Copy verbatim the block of lines in the entries below whose first line contains "let styler = Styler::new(style, template_for(block), snapshot);" and whose last line contains "n += styler.text_color(&query).r". Leave out all other lines.

Stored items:

□ □ □

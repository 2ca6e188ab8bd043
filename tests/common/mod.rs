pub mod budget_alloc;
pub mod fixtures;
use std::hint::black_box;
use std::time::Instant;

use lesson_style::{
    AnyBlock, BlockStyler, BoxPart, Query, ReaderTheme, Segment, Styler, TextAlign, TextSize,
    ThemeSnapshot,
};
use lesson_style_render::{render_block_text, template_for, FontResolver, TextRun};

const FIXTURE: &str = "tests/fixtures/segment-styled.json";

struct CaseResult {
    case: &'static str,
    iterations: usize,
    min_ns: u128,
    median_ns: u128,
    max_ns: u128,
}

fn run_case<F>(case: &'static str, warmup_iters: usize, measure_iters: usize, mut op: F) -> CaseResult
where
    F: FnMut() -> usize,
{
    for _ in 0..warmup_iters {
        black_box(op());
    }
    let mut samples: Vec<u128> = (0..measure_iters)
        .map(|_| {
            let start = Instant::now();
            black_box(op());
            start.elapsed().as_nanos()
        })
        .collect();
    samples.sort_unstable();
    CaseResult {
        case,
        iterations: measure_iters,
        min_ns: samples[0],
        median_ns: samples[samples.len() / 2],
        max_ns: samples[samples.len() - 1],
    }
}

fn flatten(blocks: &[AnyBlock], out: &mut Vec<AnyBlock>) {
    for block in blocks {
        out.push(block.clone());
        flatten(block.children(), out);
    }
}

fn main() {
    let quick = std::env::var_os("LESSON_STYLE_BENCH_QUICK").is_some();
    let warmup_iters = if quick { 2 } else { 20 };
    let measure_iters = if quick { 10 } else { 200 };
    println!("# lesson-style cascade benchmark");
    println!(
        "# mode={} warmup_iters={} measure_iters={}",
        if quick { "quick" } else { "full" },
        warmup_iters,
        measure_iters
    );

    let json = std::fs::read_to_string(FIXTURE).unwrap_or_else(|e| panic!("read {}: {}", FIXTURE, e));
    let segment = Segment::from_json_str(&json).unwrap_or_else(|e| panic!("decode {}: {}", FIXTURE, e));
    let style = segment.style.as_ref();
    let mut blocks = Vec::new();
    flatten(&segment.blocks, &mut blocks);
    let fonts = FontResolver::default();
    let runs = [
        TextRun::plain("Read "),
        TextRun::plain("this").emphasized(),
        TextRun::link("link", "https://example.org"),
    ];

    let mut results = Vec::new();
    results.push(run_case("decode_segment", warmup_iters, measure_iters, || {
        Segment::from_json_str(&json).map_or(0, |s| s.blocks.len())
    }));
    for theme in [ReaderTheme::Light, ReaderTheme::Dark] {
        let snapshot = ThemeSnapshot::with_theme(theme);
        let case = if theme == ReaderTheme::Light {
            "resolve_scalars_light"
        } else {
            "resolve_scalars_dark"
        };
        results.push(run_case(case, warmup_iters, measure_iters, || {
            let mut n = 0usize;
            for block in &blocks {
                let styler = Styler::new(style, template_for(block), snapshot);
                let query = Query::block(block);
                n += styler.text_size(&query) as usize;
                n += styler.text_color(&query).r as usize;
                n += styler.padding(&query.on(BoxPart::Wrapper)).top as usize;
                n += styler.corner_radius(&query) as usize;
            }
            n
        }));
    }
    results.push(run_case("block_styler", warmup_iters, measure_iters, || {
        let helper = BlockStyler::new(style.and_then(|s| s.blocks.as_ref()));
        blocks
            .iter()
            .filter(|block| {
                helper.alignment(*block, TextAlign::Start) == TextAlign::Center
                    || helper.text_size(*block, TextSize::Base) == TextSize::Lg
            })
            .count()
    }));
    results.push(run_case("render_block_text", warmup_iters, measure_iters, || {
        blocks
            .iter()
            .map(|block| {
                let styler = Styler::new(style, template_for(block), ThemeSnapshot::default());
                render_block_text(&styler, &fonts, block, &runs, None).runs.len()
            })
            .sum()
    }));

    println!("case,iterations,min_ns,median_ns,max_ns");
    for r in results {
        println!(
            "{},{},{},{},{}",
            r.case, r.iterations, r.min_ns, r.median_ns, r.max_ns
        );
    }
}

□ □ □

= Problem solution =
                let styler = Styler::new(style, template_for(block), snapshot);
                let query = Query::block(block);
                n += styler.text_size(&query) as usize;
                n += styler.text_color(&query).r as usize;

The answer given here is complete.